Но самым примечательным решением сената следует считать присуждение Гаю «овации», то есть «малого триумфа». Ее присудили императору по предложению того же Тита Флавия Веспасиана за победоносный германский поход… А можно ли назвать не то что победоносным, а вообще военным походом то, что происходило в Галлии и на ее рубежах под руководством Калигулы?

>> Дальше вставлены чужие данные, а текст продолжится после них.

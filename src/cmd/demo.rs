//! Demo command - seed sample entities for trying out the reports

use clap::Args;
use k2agg::config::Settings;
use k2agg::core::{AppState, ColumnKey, EntityStatus};

#[derive(Args, Debug)]
pub struct DemoCommand {
    /// Seed even when entities already exist
    #[arg(long)]
    force: bool,
}

struct DemoRow {
    line: u32,
    country: &'static str,
    /// Columns a..f
    amounts: [&'static str; 6],
    category: &'static str,
}

struct DemoEntity {
    name: &'static str,
    identifier: &'static str,
    submitted: bool,
    rows: &'static [DemoRow],
}

const fn row(
    line: u32,
    country: &'static str,
    amounts: [&'static str; 6],
    category: &'static str,
) -> DemoRow {
    DemoRow {
        line,
        country,
        amounts,
        category,
    }
}

const DEMO: &[DemoEntity] = &[
    DemoEntity {
        name: "Tech Solutions Inc.",
        identifier: "12-3456789",
        submitted: true,
        rows: &[
            row(1, "United States", ["1000000", "500000", "250000", "150000", "100000", "50000"], "TECH-A"),
            row(1, "China", ["0", "300000", "150000", "100000", "75000", "25000"], "TECH-B"),
            row(1, "United Kingdom", ["0", "200000", "100000", "75000", "50000", "15000"], "TECH-C"),
            row(1, "Germany", ["0", "180000", "90000", "60000", "40000", "12000"], "TECH-D"),
            row(2, "India", ["0", "420000", "210000", "80000", "35000", "9000"], "SVC-A"),
            row(5, "Japan", ["0", "64000.5", "12000", "0", "0", "1800.25"], ""),
            row(8, "Ireland", ["0", "880000", "0", "0", "0", "0"], "ROY-1"),
        ],
    },
    DemoEntity {
        name: "Global Enterprises LLC",
        identifier: "98-7654321",
        submitted: true,
        rows: &[
            row(1, "Germany", ["0", "220000", "110000", "45000", "30000", "8000"], "GLB-A"),
            row(1, "Mexico", ["0", "95000", "40000", "12000", "6000", "1500"], "GLB-B"),
            row(6, "Canada", ["0", "155000", "0", "0", "0", "0"], ""),
            row(8, "Ireland", ["0", "125000", "0", "0", "0", "0"], "ROY-2"),
        ],
    },
    DemoEntity {
        name: "Innovation Partners Corp",
        identifier: "45-6789012",
        submitted: true,
        rows: &[
            row(2, "India", ["0", "75000", "30000", "0", "0", "0"], ""),
            row(3, "France", ["0", "310000", "0", "0", "0", "25000"], "RE-1"),
            row(10, "Singapore", ["0", "0", "0", "540000", "0", "0"], ""),
        ],
    },
    DemoEntity {
        name: "Pacific Trade Holdings",
        identifier: "23-8901234",
        submitted: true,
        rows: &[
            row(1, "Japan", ["0", "410000", "120000", "60000", "20000", "5000"], "PAC-A"),
            row(1, "Australia", ["0", "260000", "80000", "30000", "10000", "2500"], "PAC-B"),
            row(5, "Singapore", ["0", "48000", "0", "0", "0", "0"], ""),
        ],
    },
    DemoEntity {
        name: "Atlantic Financial Group",
        identifier: "67-4321098",
        submitted: true,
        rows: &[
            row(5, "United Kingdom", ["0", "720000", "0", "0", "0", "0"], ""),
            row(6, "Netherlands", ["0", "330000", "0", "0", "0", "0"], ""),
            row(9, "Luxembourg", ["0", "0", "0", "0", "190000", "0"], "CG-ST"),
        ],
    },
    DemoEntity {
        name: "Beta Industries Ltd",
        identifier: "89-1122334",
        submitted: false,
        rows: &[
            row(1, "Brazil", ["0", "90000", "15000", "0", "0", "0"], ""),
            row(4, "Chile", ["0", "0", "0", "0", "0", "0"], ""),
        ],
    },
];

/// Add the sample entities to `state`. Returns how many were created.
pub fn seed(state: &mut AppState) -> anyhow::Result<usize> {
    for demo in DEMO {
        let id = state.create_entity(demo.name, demo.identifier)?;
        for r in demo.rows {
            let entry = state.add_country(id, r.line, r.country)?;
            for (key, value) in ColumnKey::AMOUNTS.into_iter().zip(r.amounts) {
                state.edit_column(id, r.line, entry, key, value)?;
            }
            if !r.category.is_empty() {
                state.edit_column(id, r.line, entry, ColumnKey::ECategory, r.category)?;
            }
        }
        if demo.submitted {
            state.set_entity_status(id, EntityStatus::Submitted);
        }
    }
    Ok(DEMO.len())
}

impl DemoCommand {
    pub fn exec(&self, settings: &Settings) -> anyhow::Result<()> {
        let mut session = settings.open_session();
        if !session.state().entities().is_empty() && !self.force {
            anyhow::bail!("Entities already exist; pass --force to add the samples anyway.");
        }
        let created = session.update(seed)?;
        println!("Seeded {} sample entities", created);
        Ok(())
    }
}

#[cfg(test)]
mod tests {
    use super::*;
    use rust_decimal_macros::dec;

    #[test]
    fn seeds_and_aggregates() {
        let mut state = AppState::new();
        assert_eq!(seed(&mut state).unwrap(), 6);
        assert_eq!(state.entities().len(), 6);

        let snapshot = state.generate_report().unwrap().clone();
        assert_eq!(snapshot.included_entity_ids.len(), 5);
        // Brazil only appears on the draft entity
        assert!(snapshot
            .results
            .iter()
            .all(|r| r.country_totals.iter().all(|ct| ct.country != "Brazil")));

        let germany = snapshot
            .result(1)
            .unwrap()
            .country_totals
            .iter()
            .find(|ct| ct.country == "Germany")
            .unwrap();
        // 382000 + 413000
        assert_eq!(germany.foreign_total, dec!(795000));

        let ireland = &snapshot.result(8).unwrap().country_totals;
        assert_eq!(ireland.len(), 1);
        assert_eq!(ireland[0].foreign_total, dec!(1005000));
    }

    #[test]
    fn seeding_twice_duplicates_entities() {
        let mut state = AppState::new();
        seed(&mut state).unwrap();
        seed(&mut state).unwrap();
        assert_eq!(state.entities().len(), 12);
    }
}
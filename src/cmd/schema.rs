//! Schema command - print the stored state format or report CSV columns

use crate::cmd::report::ReportRow;
use clap::Args;
use k2agg::core::AppState;
use schemars::schema_for;

#[derive(Args, Debug)]
pub struct SchemaCommand {
    /// Output format: json-schema, csv-header or csv-fields
    #[arg(value_enum, default_value = "json-schema")]
    format: SchemaFormat,
}

#[derive(Debug, Clone, Copy, clap::ValueEnum)]
pub enum SchemaFormat {
    /// JSON Schema of the stored application state
    JsonSchema,
    /// CSV header row of the aggregation report
    CsvHeader,
    /// Aggregation report CSV column descriptions
    CsvFields,
}

impl SchemaCommand {
    pub fn exec(&self) -> anyhow::Result<()> {
        match self.format {
            SchemaFormat::JsonSchema => {
                let schema = schema_for!(AppState);
                println!("{}", serde_json::to_string_pretty(&schema)?);
            }
            SchemaFormat::CsvHeader => println!("{}", ReportRow::csv_header().join(",")),
            SchemaFormat::CsvFields => {
                println!("Aggregation Report CSV");
                println!("======================");
                println!();
                for field in ReportRow::csv_schema() {
                    let req = if field.required { "required" } else { "optional" };
                    println!("{:22} ({:8})  {}", field.name, req, field.description);
                }
                println!();
                println!("Amounts carry exactly four decimal places.");
            }
        }
        Ok(())
    }
}
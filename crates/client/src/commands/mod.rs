//! Terminal commands over the two persisted collections.

mod city;
mod marker;
mod reset;

pub use city::CityCommand;
pub use marker::MarkerCommand;
pub use reset::Reset;

use std::sync::Arc;

use anyhow::Result;

use runtime::{CollectionStore, FileSlotStore, SlotStore, StoreConfig};
use travelog_core::{City, MatchPolicy, Waypoint};

use crate::config::ClientConfig;
use crate::dirs;

/// Slot key of the cities collection.
pub const CITIES_SLOT: &str = "cities";

/// Slot key of the markers collection.
pub const MARKERS_SLOT: &str = "markers";

/// Everything a command needs: the shared backend and the two hydrated
/// stores, passed in explicitly by the composition root.
pub struct App {
    pub backend: Arc<dyn SlotStore>,
    pub cities: CollectionStore<City>,
    pub markers: CollectionStore<Waypoint>,
}

impl App {
    /// Opens the file-backed slot store and hydrates both collections.
    pub async fn open(config: &ClientConfig) -> Result<Self> {
        let data_dir = match &config.data_dir {
            Some(dir) => dir.clone(),
            None => dirs::data_dir()?,
        };
        tracing::debug!("slot files under {}", data_dir.display());

        let backend: Arc<dyn SlotStore> = Arc::new(FileSlotStore::new(&data_dir)?);

        let policy = if config.strict {
            MatchPolicy::Strict
        } else {
            MatchPolicy::Lenient
        };

        let mut cities_config = StoreConfig::new(CITIES_SLOT).with_policy(policy);
        cities_config.flush_buffer = config.flush_buffer;
        let cities = CollectionStore::open(Arc::clone(&backend), cities_config).await;

        let mut markers_config = StoreConfig::new(MARKERS_SLOT).with_policy(policy);
        markers_config.flush_buffer = config.flush_buffer;
        let markers = CollectionStore::open(Arc::clone(&backend), markers_config).await;

        Ok(Self {
            backend,
            cities,
            markers,
        })
    }
}
//! Store notifications published over a broadcast channel.
//!
//! Events are best-effort: lagging or absent subscribers never block the
//! store. `FlushFailed` is the "changes not saved" signal the presentation
//! layer can surface, distinct from validation failures which are returned
//! from `dispatch` directly.

use serde::{Deserialize, Serialize};

use travelog_core::ActionKind;

/// Notification emitted by a collection store or its flush worker.
///
/// `seq` is the store's mutation sequence number: each state-changing
/// dispatch (and each clear) gets the next value, and flush outcomes carry
/// the sequence they settled.
#[derive(Debug, Clone, Serialize, Deserialize)]
pub enum StoreEvent {
    /// An action changed the in-memory sequence and a flush was enqueued.
    Mutated { kind: ActionKind, seq: u64 },

    /// The flush for `seq` reached the backend.
    Flushed { seq: u64 },

    /// The flush for `seq` was abandoned after exhausting retries.
    FlushFailed { seq: u64, error: String },
}
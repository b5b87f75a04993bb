//! Background flush worker, one per collection slot.
//!
//! The worker is the slot's only writer. It drains its command channel
//! strictly in order, so a later snapshot can never be overtaken by an
//! earlier one that was slower to complete, and advances a watch watermark
//! as each command settles.

use std::sync::Arc;

use tokio::sync::{broadcast, mpsc, watch};
use tokio::time::{Duration, sleep};
use tracing::{debug, error, info, warn};

use crate::events::StoreEvent;
use crate::storage::{SlotStore, StorageError};

/// Commands processed by the flush worker, strictly in arrival order.
pub(crate) enum FlushCommand {
    /// Overwrite the slot with a serialized snapshot.
    Write { seq: u64, payload: String },

    /// Drop the slot entirely.
    Remove { seq: u64 },
}

impl FlushCommand {
    fn seq(&self) -> u64 {
        match self {
            FlushCommand::Write { seq, .. } => *seq,
            FlushCommand::Remove { seq } => *seq,
        }
    }
}

/// Bounded exponential backoff for failed storage calls.
#[derive(Clone, Debug)]
pub struct RetryPolicy {
    /// Total attempts per command (at least 1).
    pub attempts: u32,
    /// Delay before the second attempt; doubles each retry.
    pub base_delay: Duration,
}

impl Default for RetryPolicy {
    fn default() -> Self {
        Self {
            attempts: 5,
            base_delay: Duration::from_millis(100),
        }
    }
}

pub(crate) struct FlushWorker {
    slot: String,
    backend: Arc<dyn SlotStore>,
    command_rx: mpsc::Receiver<FlushCommand>,
    flushed_tx: watch::Sender<u64>,
    event_tx: broadcast::Sender<StoreEvent>,
    retry: RetryPolicy,
}

impl FlushWorker {
    pub(crate) fn new(
        slot: String,
        backend: Arc<dyn SlotStore>,
        command_rx: mpsc::Receiver<FlushCommand>,
        flushed_tx: watch::Sender<u64>,
        event_tx: broadcast::Sender<StoreEvent>,
        retry: RetryPolicy,
    ) -> Self {
        Self {
            slot,
            backend,
            command_rx,
            flushed_tx,
            event_tx,
            retry,
        }
    }

    /// Main worker loop. Runs until the store drops its command sender.
    pub(crate) async fn run(mut self) {
        debug!(slot = %self.slot, "flush worker started");

        while let Some(cmd) = self.command_rx.recv().await {
            let seq = cmd.seq();

            match self.apply_with_retry(&cmd).await {
                Ok(()) => {
                    let _ = self.event_tx.send(StoreEvent::Flushed { seq });
                }
                Err(e) => {
                    error!(
                        slot = %self.slot,
                        seq,
                        "giving up on flush after {} attempt(s): {}",
                        self.retry.attempts.max(1),
                        e
                    );
                    let _ = self.event_tx.send(StoreEvent::FlushFailed {
                        seq,
                        error: e.to_string(),
                    });
                }
            }

            // The watermark advances on failure too; FlushFailed events carry
            // the error.
            let _ = self.flushed_tx.send(seq);
        }

        debug!(slot = %self.slot, "flush worker stopped");
    }

    /// Applies one command with exponential backoff.
    async fn apply_with_retry(&self, cmd: &FlushCommand) -> Result<(), StorageError> {
        let attempts = self.retry.attempts.max(1);
        let mut attempt = 0;

        loop {
            attempt += 1;
            match self.apply(cmd).await {
                Ok(()) => {
                    if attempt > 1 {
                        info!(slot = %self.slot, "flush succeeded after {} retries", attempt - 1);
                    }
                    return Ok(());
                }
                Err(e) if attempt < attempts => {
                    let delay = self.retry.base_delay * 2u32.saturating_pow(attempt - 1);
                    warn!(
                        slot = %self.slot,
                        "flush failed (attempt {}/{}): {}. Retrying in {:?}...",
                        attempt,
                        attempts,
                        e,
                        delay
                    );
                    sleep(delay).await;
                }
                Err(e) => return Err(e),
            }
        }
    }

    async fn apply(&self, cmd: &FlushCommand) -> Result<(), StorageError> {
        match cmd {
            FlushCommand::Write { payload, .. } => self.backend.set(&self.slot, payload).await,
            FlushCommand::Remove { .. } => self.backend.remove(&self.slot).await,
        }
    }
}
//! Marker subcommands: the map-pin editing flow as terminal commands.

use anyhow::Result;
use clap::Parser;
use console::style;

use travelog_core::{ApplyOutcome, CollectionAction, DEFAULT_COLOR_TAG, Waypoint};

use crate::commands::App;

#[derive(Parser)]
pub enum MarkerCommand {
    /// Create or replace the marker at a coordinate pair
    Set(SetMarker),

    /// List every marker
    List(ListMarkers),

    /// Remove the marker at a coordinate pair
    Remove(RemoveMarker),
}

impl MarkerCommand {
    pub async fn execute(self, app: App) -> Result<()> {
        match self {
            MarkerCommand::Set(cmd) => cmd.execute(app).await,
            MarkerCommand::List(cmd) => cmd.execute(app).await,
            MarkerCommand::Remove(cmd) => cmd.execute(app).await,
        }
    }
}

#[derive(Parser)]
pub struct SetMarker {
    /// Latitude; together with --lon this is the marker's identity
    #[arg(long)]
    lat: f64,

    /// Longitude
    #[arg(long)]
    lon: f64,

    /// Marker title
    #[arg(long, default_value = "")]
    title: String,

    /// Pin color tag
    #[arg(long, default_value = DEFAULT_COLOR_TAG)]
    color: String,
}

impl SetMarker {
    pub async fn execute(self, mut app: App) -> Result<()> {
        let marker =
            Waypoint::new(self.title, self.lat, self.lon).with_color_tag(self.color);

        let outcome = app.markers.upsert(marker.clone()).await?;
        app.markers.flushed().await;

        let verb = match outcome {
            ApplyOutcome::Updated => "Replaced",
            _ => "Added",
        };
        println!(
            "{} marker '{}' at ({}, {})",
            style(verb).green().bold(),
            marker.name,
            marker.latitude,
            marker.longitude
        );
        Ok(())
    }
}

#[derive(Parser)]
pub struct ListMarkers {}

impl ListMarkers {
    pub async fn execute(self, app: App) -> Result<()> {
        let markers = app.markers.state();

        if markers.is_empty() {
            println!("{}", style("No markers yet.").dim());
            return Ok(());
        }

        for marker in markers {
            println!(
                "({:>9.4}, {:>9.4})  {}  {}",
                marker.latitude,
                marker.longitude,
                style(&marker.color_tag).dim(),
                marker.name
            );
        }
        Ok(())
    }
}

#[derive(Parser)]
pub struct RemoveMarker {
    #[arg(long)]
    lat: f64,

    #[arg(long)]
    lon: f64,
}

impl RemoveMarker {
    pub async fn execute(self, mut app: App) -> Result<()> {
        let tombstone = Waypoint::new("", self.lat, self.lon);

        let outcome = app
            .markers
            .dispatch(CollectionAction::Delete(tombstone))
            .await?;
        app.markers.flushed().await;

        match outcome {
            ApplyOutcome::Removed { .. } => {
                println!("{} marker at ({}, {})", style("Removed").green().bold(), self.lat, self.lon);
            }
            _ => println!("No marker at ({}, {})", self.lat, self.lon),
        }
        Ok(())
    }
}
//! City subcommands: the list/detail/entry screens as terminal commands.

use anyhow::{Result, bail};
use chrono::{NaiveDate, NaiveTime, Utc};
use clap::Parser;
use console::style;

use travelog_core::{ApplyOutcome, City, CityId, CollectionAction};

use crate::catalog;
use crate::commands::App;

#[derive(Parser)]
pub enum CityCommand {
    /// Record a visited city
    Add(AddCity),

    /// List every recorded city
    List(ListCities),

    /// Show one city in full, waypoints included
    Show(ShowCity),

    /// Replace fields of a recorded city
    Edit(EditCity),

    /// Remove a city by id
    Remove(RemoveCity),
}

impl CityCommand {
    pub async fn execute(self, app: App) -> Result<()> {
        match self {
            CityCommand::Add(cmd) => cmd.execute(app).await,
            CityCommand::List(cmd) => cmd.execute(app).await,
            CityCommand::Show(cmd) => cmd.execute(app).await,
            CityCommand::Edit(cmd) => cmd.execute(app).await,
            CityCommand::Remove(cmd) => cmd.execute(app).await,
        }
    }
}

#[derive(Parser)]
pub struct AddCity {
    /// City name
    #[arg(long)]
    name: String,

    /// Country code (see the catalog: BR, EUA, FR, ES, PT, IT)
    #[arg(long, default_value = "BR")]
    country: String,

    /// Visit date (YYYY-MM-DD)
    #[arg(long)]
    date: Option<NaiveDate>,

    /// Passport was stamped there
    #[arg(long)]
    passport: bool,

    /// Latitude of the selected location
    #[arg(long)]
    lat: f64,

    /// Longitude of the selected location
    #[arg(long)]
    lon: f64,
}

impl AddCity {
    pub async fn execute(self, mut app: App) -> Result<()> {
        let mut city = City::new(
            CityId::from_timestamp(Utc::now()),
            self.name,
            self.country,
            self.lat,
            self.lon,
        )
        .with_passport(self.passport);

        if let Some(date) = self.date {
            city = city.with_visited_date(date.and_time(NaiveTime::MIN).and_utc());
        }

        city.validate()?;

        if catalog::find(&city.country).is_none() {
            tracing::info!("country '{}' is not in the catalog", city.country);
        }

        app.cities
            .dispatch(CollectionAction::Add(city.clone()))
            .await?;
        app.cities.flushed().await;

        println!(
            "{} {} ({}) id={}",
            style("Added").green().bold(),
            city.name,
            catalog::label_for(&city.country),
            city.id
        );
        Ok(())
    }
}

#[derive(Parser)]
pub struct ListCities {}

impl ListCities {
    pub async fn execute(self, app: App) -> Result<()> {
        let cities = app.cities.state();

        if cities.is_empty() {
            println!(
                "{}",
                style("No cities yet. Record one with `travelog city add`.").dim()
            );
            return Ok(());
        }

        for city in cities {
            let visited = city
                .visited_date
                .map(|d| d.format("%Y-%m-%d").to_string())
                .unwrap_or_else(|| "-".to_string());
            let passport = if city.has_passport { "✓" } else { " " };
            println!(
                "{}  {:<20} {:<14} {}  [{}]  ({:.2}, {:.2})  {} waypoint(s)",
                style(&city.id).dim(),
                city.name,
                catalog::label_for(&city.country),
                visited,
                passport,
                city.latitude,
                city.longitude,
                city.waypoints.len()
            );
        }
        Ok(())
    }
}

#[derive(Parser)]
pub struct ShowCity {
    /// City id
    id: String,
}

impl ShowCity {
    pub async fn execute(self, app: App) -> Result<()> {
        let Some(city) = app
            .cities
            .state()
            .iter()
            .find(|c| c.id.as_str() == self.id)
        else {
            bail!("no city with id {}", self.id);
        };

        println!("{}", style(&city.name).bold());
        println!("  id:        {}", city.id);
        println!("  country:   {}", catalog::label_for(&city.country));
        match city.visited_date {
            Some(date) => println!("  visited:   {}", date.format("%Y-%m-%d")),
            None => println!("  visited:   -"),
        }
        println!("  passport:  {}", if city.has_passport { "yes" } else { "no" });
        println!("  location:  ({}, {})", city.latitude, city.longitude);

        if !city.waypoints.is_empty() {
            println!("  waypoints:");
            for waypoint in &city.waypoints {
                println!(
                    "    {} ({}, {}) {}",
                    waypoint.name, waypoint.latitude, waypoint.longitude, waypoint.color_tag
                );
            }
        }
        Ok(())
    }
}

#[derive(Parser)]
pub struct EditCity {
    /// City id
    id: String,

    #[arg(long)]
    name: Option<String>,

    #[arg(long)]
    country: Option<String>,

    /// Visit date (YYYY-MM-DD)
    #[arg(long)]
    date: Option<NaiveDate>,

    #[arg(long)]
    passport: Option<bool>,

    #[arg(long)]
    lat: Option<f64>,

    #[arg(long)]
    lon: Option<f64>,
}

impl EditCity {
    pub async fn execute(self, mut app: App) -> Result<()> {
        let Some(existing) = app
            .cities
            .state()
            .iter()
            .find(|c| c.id.as_str() == self.id)
        else {
            bail!("no city with id {}", self.id);
        };

        // Whole-record replacement: start from the stored record, override
        // the provided fields, keep the id.
        let mut updated = existing.clone();
        if let Some(name) = self.name {
            updated.name = name;
        }
        if let Some(country) = self.country {
            updated.country = country;
        }
        if let Some(date) = self.date {
            updated.visited_date = Some(date.and_time(NaiveTime::MIN).and_utc());
        }
        if let Some(passport) = self.passport {
            updated.has_passport = passport;
        }
        if let Some(lat) = self.lat {
            updated.latitude = lat;
        }
        if let Some(lon) = self.lon {
            updated.longitude = lon;
        }

        updated.validate()?;

        app.cities
            .dispatch(CollectionAction::Update(updated.clone()))
            .await?;
        app.cities.flushed().await;

        println!("{} {}", style("Updated").green().bold(), updated.name);
        Ok(())
    }
}

#[derive(Parser)]
pub struct RemoveCity {
    /// City id
    id: String,
}

impl RemoveCity {
    pub async fn execute(self, mut app: App) -> Result<()> {
        // Delete matches on the key alone; the rest of the record is a
        // tombstone.
        let tombstone = City::new(CityId::from(self.id.as_str()), "", "", 0.0, 0.0);

        let outcome = app
            .cities
            .dispatch(CollectionAction::Delete(tombstone))
            .await?;
        app.cities.flushed().await;

        match outcome {
            ApplyOutcome::Removed { count } => {
                println!("{} {} record(s)", style("Removed").green().bold(), count);
            }
            _ => println!("No city with id {}", self.id),
        }
        Ok(())
    }
}
//! Error types raised by slot store implementations.

use thiserror::Error;

/// Errors surfaced by slot store implementations.
#[derive(Debug, Error)]
pub enum StorageError {
    #[error("slot store lock was poisoned")]
    LockPoisoned,

    #[error("I/O error: {0}")]
    Io(#[from] std::io::Error),

    #[error("JSON error: {0}")]
    Json(String),
}

pub type Result<T> = std::result::Result<T, StorageError>;
//! Static country catalog backing the add-city form.

/// A country selectable when recording a city.
pub struct Country {
    pub label: &'static str,
    pub code: &'static str,
}

/// The countries the original entry form offered. Unlisted codes are still
/// accepted; the catalog only drives labels and help text.
pub const COUNTRIES: &[Country] = &[
    Country { label: "Brasil", code: "BR" },
    Country { label: "Estados Unidos", code: "EUA" },
    Country { label: "França", code: "FR" },
    Country { label: "Espanha", code: "ES" },
    Country { label: "Portugal", code: "PT" },
    Country { label: "Itália", code: "IT" },
];

/// Looks up a catalog entry by code, case-insensitively.
pub fn find(code: &str) -> Option<&'static Country> {
    COUNTRIES.iter().find(|c| c.code.eq_ignore_ascii_case(code))
}

/// Human-readable label for a country code; falls back to the code itself.
pub fn label_for(code: &str) -> &str {
    find(code).map(|c| c.label).unwrap_or(code)
}

#[cfg(test)]
mod tests {
    use super::*;

    #[test]
    fn find_is_case_insensitive() {
        assert_eq!(find("br").unwrap().label, "Brasil");
        assert_eq!(find("FR").unwrap().label, "França");
    }

    #[test]
    fn label_falls_back_to_code() {
        assert_eq!(label_for("JP"), "JP");
    }
}
//! Error types raised by the pure domain layer.

use thiserror::Error;

/// Errors surfaced by [`apply`](crate::reducer::apply).
#[derive(Debug, Clone, PartialEq, Eq, Error)]
pub enum ApplyError {
    /// `Update`/`Delete` matched nothing under
    /// [`MatchPolicy::Strict`](crate::reducer::MatchPolicy). Lenient mode
    /// reports the same situation as
    /// [`ApplyOutcome::Unchanged`](crate::ApplyOutcome) instead.
    #[error("no record with key {key} in collection")]
    NotFound { key: String },
}

/// Record-level validation failures, checked before a record enters a
/// collection.
#[derive(Debug, Clone, Copy, PartialEq, Eq, Error)]
pub enum ValidationError {
    #[error("city name must not be empty")]
    EmptyName,

    #[error("a map location must be selected (non-zero coordinates)")]
    MissingLocation,
}
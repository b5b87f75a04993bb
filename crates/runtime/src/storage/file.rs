//! File-based SlotStore implementation.

use std::fs;
use std::path::{Path, PathBuf};

use async_trait::async_trait;

use super::error::Result;
use super::traits::SlotStore;

/// File-based implementation of [`SlotStore`].
///
/// Stores each slot as an individual UTF-8 JSON file under the base
/// directory:
///
/// ```text
/// {base_dir}/
///   cities.json
///   markers.json
/// ```
///
/// Writes go through a temp file followed by an atomic rename, so a crash
/// mid-write leaves the previous slot contents intact.
pub struct FileSlotStore {
    base_dir: PathBuf,
}

impl FileSlotStore {
    /// Creates a file-backed store rooted at `base_dir`, creating the
    /// directory if needed.
    pub fn new(base_dir: impl AsRef<Path>) -> Result<Self> {
        let base_dir = base_dir.as_ref().to_path_buf();
        fs::create_dir_all(&base_dir)?;
        Ok(Self { base_dir })
    }

    fn slot_path(&self, key: &str) -> PathBuf {
        self.base_dir.join(format!("{key}.json"))
    }
}

#[async_trait]
impl SlotStore for FileSlotStore {
    async fn get(&self, key: &str) -> Result<Option<String>> {
        let path = self.slot_path(key);

        if !path.exists() {
            return Ok(None);
        }

        let raw = fs::read_to_string(&path)?;
        tracing::debug!("loaded slot '{}' from {}", key, path.display());

        Ok(Some(raw))
    }

    async fn set(&self, key: &str, value: &str) -> Result<()> {
        let path = self.slot_path(key);
        let temp_path = path.with_extension("json.tmp");

        fs::write(&temp_path, value)?;

        // Atomic rename
        fs::rename(&temp_path, &path)?;

        tracing::debug!("wrote slot '{}' to {}", key, path.display());

        Ok(())
    }

    async fn remove(&self, key: &str) -> Result<()> {
        let path = self.slot_path(key);

        if path.exists() {
            fs::remove_file(&path)?;
            tracing::debug!("removed slot '{}'", key);
        }

        Ok(())
    }

    async fn clear_all(&self) -> Result<()> {
        let entries = fs::read_dir(&self.base_dir)?;

        for entry in entries {
            let entry = entry?;
            let path = entry.path();

            if path.extension().and_then(|s| s.to_str()) == Some("json") {
                fs::remove_file(&path)?;
            }
        }

        tracing::debug!("cleared all slots under {}", self.base_dir.display());

        Ok(())
    }
}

В описании Светония военные действия Гая Цезаря на Рейне и морском побережье Галлии выглядят крайне нелепо и лишний раз заставляют задуматься о помутненном разуме императора. Начал, правда, свои действия на германской границе Гай с меры весьма благоразумной: щедро осыпал войско деньгами. Гетулика в войске любили, и расправа с ним могла иметь опасные последствия — склонность рейнских легионов к мятежу была хорошо известна. В двухлетнем возрасте Гай сам оказался в гуще такого мятежа. Деталей он, конечно, не помнил, но наверняка ему всё и очень подробно не раз рассказывали. Дождь из сестерциев успокоил легионы, и они предпочли не скорбеть о Гетулике. Тут же был назначен новый командующий. Им стал пасынок покойной Ливии Августы Луций Сульпиций Гальба (до усыновления он носил имя Сервий). Гальба знал военное дело, и легионы приняли его. Гальба, прибыв к легионам, немедленно ужесточил дисциплину. И тут же по лагерю пошел стишок: «Этот Гальба — не Гетулик: привыкай, солдат, служить!»
В то же время военачальник, опытный и в придворной жизни, проведший детство при дворе Августа, знавший и двор Тиберия, держал себя осторожно, предоставив Гаю самому проявлять способности полководца, вернее — полнейшее их отсутствие. Вот самые яркие страницы «походов» Гая в 39 и 40 годах:
«За весь этот поход он не совершил ничего, только когда под его защиту бежал с маленьким отрядом Адмоний, сын британского царя Кинобеллина, изгнанный отцом, он отправил в Рим пышное донесение, будто ему покорился весь остров.